■ PROBLEM DETAILS: Using the records below, filter out every line that lacks "BTreeMap" and copy the rest.

Stored data
------------------------------
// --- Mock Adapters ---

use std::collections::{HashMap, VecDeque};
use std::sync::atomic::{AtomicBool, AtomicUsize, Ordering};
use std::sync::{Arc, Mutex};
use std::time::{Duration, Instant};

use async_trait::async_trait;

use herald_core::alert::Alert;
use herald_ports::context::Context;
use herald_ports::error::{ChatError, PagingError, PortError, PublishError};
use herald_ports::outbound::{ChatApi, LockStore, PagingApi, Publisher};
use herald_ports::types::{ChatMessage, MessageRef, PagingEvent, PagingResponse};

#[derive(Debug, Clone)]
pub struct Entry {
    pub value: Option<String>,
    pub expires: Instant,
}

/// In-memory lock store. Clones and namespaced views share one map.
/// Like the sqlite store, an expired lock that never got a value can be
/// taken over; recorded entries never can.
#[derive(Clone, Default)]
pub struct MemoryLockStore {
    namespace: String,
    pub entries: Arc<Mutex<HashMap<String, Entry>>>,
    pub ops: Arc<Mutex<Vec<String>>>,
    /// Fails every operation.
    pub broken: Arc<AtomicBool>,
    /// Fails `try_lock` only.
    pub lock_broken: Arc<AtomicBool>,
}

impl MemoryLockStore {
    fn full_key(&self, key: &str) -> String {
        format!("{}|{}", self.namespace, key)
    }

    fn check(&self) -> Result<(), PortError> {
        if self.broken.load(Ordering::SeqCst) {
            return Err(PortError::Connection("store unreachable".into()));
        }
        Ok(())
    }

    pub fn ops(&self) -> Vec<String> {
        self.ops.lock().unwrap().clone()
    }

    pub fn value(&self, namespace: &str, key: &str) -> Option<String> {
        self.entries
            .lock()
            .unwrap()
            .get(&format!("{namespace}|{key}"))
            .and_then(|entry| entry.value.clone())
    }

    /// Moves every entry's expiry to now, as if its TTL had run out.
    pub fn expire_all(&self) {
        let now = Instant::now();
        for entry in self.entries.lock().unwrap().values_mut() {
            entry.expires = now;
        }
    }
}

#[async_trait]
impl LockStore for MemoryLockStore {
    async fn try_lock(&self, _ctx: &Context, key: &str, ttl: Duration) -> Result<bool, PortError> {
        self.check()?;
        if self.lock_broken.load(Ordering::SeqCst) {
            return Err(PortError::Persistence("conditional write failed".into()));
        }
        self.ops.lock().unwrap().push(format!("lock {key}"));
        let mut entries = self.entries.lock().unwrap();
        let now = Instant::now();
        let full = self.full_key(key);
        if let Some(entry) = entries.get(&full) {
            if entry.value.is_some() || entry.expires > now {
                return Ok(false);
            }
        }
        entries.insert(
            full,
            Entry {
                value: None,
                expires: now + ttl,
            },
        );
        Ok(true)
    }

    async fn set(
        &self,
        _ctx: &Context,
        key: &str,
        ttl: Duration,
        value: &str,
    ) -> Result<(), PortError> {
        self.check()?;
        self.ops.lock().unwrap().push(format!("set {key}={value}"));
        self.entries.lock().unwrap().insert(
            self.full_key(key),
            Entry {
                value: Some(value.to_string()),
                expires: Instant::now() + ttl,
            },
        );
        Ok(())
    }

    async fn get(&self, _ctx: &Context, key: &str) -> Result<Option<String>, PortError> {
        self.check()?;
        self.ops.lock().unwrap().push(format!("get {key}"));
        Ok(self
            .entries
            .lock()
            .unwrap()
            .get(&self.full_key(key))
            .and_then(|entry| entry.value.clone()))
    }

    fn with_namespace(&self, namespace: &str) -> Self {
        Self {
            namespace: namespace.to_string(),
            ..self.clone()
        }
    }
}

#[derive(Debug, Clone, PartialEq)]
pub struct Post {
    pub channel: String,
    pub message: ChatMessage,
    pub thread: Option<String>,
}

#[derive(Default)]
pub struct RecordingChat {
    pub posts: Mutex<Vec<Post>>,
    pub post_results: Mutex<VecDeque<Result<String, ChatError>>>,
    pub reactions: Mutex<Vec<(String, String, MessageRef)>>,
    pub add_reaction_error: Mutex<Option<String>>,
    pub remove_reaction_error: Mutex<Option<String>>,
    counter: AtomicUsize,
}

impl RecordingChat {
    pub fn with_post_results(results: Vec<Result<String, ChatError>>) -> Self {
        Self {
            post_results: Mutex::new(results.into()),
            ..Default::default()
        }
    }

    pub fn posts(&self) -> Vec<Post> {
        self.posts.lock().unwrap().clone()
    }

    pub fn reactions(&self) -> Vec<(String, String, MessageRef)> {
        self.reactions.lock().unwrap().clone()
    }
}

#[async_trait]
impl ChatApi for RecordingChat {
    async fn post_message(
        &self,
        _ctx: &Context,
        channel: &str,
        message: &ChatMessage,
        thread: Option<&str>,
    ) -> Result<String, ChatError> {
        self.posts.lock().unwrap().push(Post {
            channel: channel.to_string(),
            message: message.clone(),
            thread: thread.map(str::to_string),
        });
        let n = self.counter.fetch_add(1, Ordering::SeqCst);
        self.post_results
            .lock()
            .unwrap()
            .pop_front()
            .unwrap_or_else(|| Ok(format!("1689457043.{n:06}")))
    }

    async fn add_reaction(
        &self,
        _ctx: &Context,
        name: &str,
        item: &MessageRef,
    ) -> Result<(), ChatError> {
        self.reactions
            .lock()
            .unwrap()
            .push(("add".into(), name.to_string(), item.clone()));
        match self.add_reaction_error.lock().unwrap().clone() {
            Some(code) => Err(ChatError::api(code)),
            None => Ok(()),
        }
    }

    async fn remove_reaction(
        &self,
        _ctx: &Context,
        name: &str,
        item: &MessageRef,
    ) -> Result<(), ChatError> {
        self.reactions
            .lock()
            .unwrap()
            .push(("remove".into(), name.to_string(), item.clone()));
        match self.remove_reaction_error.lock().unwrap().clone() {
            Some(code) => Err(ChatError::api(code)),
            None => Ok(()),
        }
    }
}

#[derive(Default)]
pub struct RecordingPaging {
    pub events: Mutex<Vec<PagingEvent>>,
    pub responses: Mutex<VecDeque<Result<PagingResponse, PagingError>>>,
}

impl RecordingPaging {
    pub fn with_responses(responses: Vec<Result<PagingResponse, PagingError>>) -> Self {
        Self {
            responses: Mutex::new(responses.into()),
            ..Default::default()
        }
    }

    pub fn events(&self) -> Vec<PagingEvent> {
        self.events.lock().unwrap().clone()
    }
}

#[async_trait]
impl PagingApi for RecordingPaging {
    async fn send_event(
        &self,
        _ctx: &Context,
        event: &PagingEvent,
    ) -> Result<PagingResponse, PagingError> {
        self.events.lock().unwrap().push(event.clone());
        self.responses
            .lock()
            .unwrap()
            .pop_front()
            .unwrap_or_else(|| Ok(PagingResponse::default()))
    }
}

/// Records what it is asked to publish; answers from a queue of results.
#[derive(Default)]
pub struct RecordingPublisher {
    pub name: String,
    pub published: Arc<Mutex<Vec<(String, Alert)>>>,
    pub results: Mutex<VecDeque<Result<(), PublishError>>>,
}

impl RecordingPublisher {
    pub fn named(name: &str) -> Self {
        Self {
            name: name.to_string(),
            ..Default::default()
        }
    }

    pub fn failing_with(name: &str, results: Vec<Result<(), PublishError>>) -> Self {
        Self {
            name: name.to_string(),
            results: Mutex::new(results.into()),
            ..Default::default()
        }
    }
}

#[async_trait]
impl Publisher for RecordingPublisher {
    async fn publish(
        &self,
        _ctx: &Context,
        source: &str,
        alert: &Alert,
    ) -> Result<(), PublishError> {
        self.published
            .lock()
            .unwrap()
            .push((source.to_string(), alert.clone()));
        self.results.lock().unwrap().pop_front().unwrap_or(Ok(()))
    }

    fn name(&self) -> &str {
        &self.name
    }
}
------------------------------
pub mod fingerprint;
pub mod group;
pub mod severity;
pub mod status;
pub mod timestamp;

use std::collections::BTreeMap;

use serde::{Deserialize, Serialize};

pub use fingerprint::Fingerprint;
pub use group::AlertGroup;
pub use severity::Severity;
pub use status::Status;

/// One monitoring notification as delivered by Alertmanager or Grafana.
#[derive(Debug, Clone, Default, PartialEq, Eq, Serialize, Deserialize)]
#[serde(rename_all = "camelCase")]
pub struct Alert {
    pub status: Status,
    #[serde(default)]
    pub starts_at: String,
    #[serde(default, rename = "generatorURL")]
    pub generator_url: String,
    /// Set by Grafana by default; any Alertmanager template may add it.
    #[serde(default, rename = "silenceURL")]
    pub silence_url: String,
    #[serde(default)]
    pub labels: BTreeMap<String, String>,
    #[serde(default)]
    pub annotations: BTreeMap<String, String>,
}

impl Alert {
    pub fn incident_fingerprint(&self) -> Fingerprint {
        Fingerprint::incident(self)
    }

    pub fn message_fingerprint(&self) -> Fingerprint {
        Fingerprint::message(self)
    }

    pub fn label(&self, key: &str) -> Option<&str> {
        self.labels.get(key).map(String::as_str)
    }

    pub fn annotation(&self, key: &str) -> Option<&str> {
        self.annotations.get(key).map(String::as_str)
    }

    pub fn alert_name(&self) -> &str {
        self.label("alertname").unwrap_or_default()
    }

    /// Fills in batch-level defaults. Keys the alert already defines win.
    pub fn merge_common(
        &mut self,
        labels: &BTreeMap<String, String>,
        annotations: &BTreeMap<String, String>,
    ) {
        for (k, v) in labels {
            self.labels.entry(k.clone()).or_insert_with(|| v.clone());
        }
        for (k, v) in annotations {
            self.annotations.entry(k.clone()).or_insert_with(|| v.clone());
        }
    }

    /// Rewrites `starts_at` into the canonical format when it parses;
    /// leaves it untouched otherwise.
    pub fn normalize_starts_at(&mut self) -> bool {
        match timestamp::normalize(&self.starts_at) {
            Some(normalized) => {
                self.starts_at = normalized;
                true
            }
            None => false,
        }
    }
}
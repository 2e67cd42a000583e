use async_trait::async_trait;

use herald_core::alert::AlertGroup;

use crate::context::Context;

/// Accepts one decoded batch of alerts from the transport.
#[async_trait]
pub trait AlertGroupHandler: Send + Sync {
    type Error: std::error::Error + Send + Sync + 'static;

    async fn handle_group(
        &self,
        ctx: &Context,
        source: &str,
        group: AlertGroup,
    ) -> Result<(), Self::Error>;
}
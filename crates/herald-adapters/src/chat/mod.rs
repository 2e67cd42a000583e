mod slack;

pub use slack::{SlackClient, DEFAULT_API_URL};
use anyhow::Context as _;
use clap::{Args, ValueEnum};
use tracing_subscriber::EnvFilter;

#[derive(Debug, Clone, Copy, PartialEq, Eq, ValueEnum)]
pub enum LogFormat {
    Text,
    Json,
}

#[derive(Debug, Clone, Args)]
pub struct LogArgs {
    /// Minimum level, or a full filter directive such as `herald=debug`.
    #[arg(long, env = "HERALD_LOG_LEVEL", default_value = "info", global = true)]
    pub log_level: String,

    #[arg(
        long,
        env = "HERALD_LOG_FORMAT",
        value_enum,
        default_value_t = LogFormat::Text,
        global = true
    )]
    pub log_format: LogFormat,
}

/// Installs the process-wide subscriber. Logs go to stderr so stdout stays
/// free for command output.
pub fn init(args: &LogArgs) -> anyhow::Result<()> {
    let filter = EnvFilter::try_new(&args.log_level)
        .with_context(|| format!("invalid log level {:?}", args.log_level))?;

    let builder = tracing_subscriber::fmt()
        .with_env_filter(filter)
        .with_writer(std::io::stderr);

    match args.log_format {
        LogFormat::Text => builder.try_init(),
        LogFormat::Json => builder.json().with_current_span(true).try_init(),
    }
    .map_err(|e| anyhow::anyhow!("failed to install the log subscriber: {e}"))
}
------------------------------
■ RESPONSE TO THIS EXERCISE:
use std::collections::BTreeMap;
    pub labels: BTreeMap<String, String>,
    pub annotations: BTreeMap<String, String>,
        labels: &BTreeMap<String, String>,
        annotations: &BTreeMap<String, String>,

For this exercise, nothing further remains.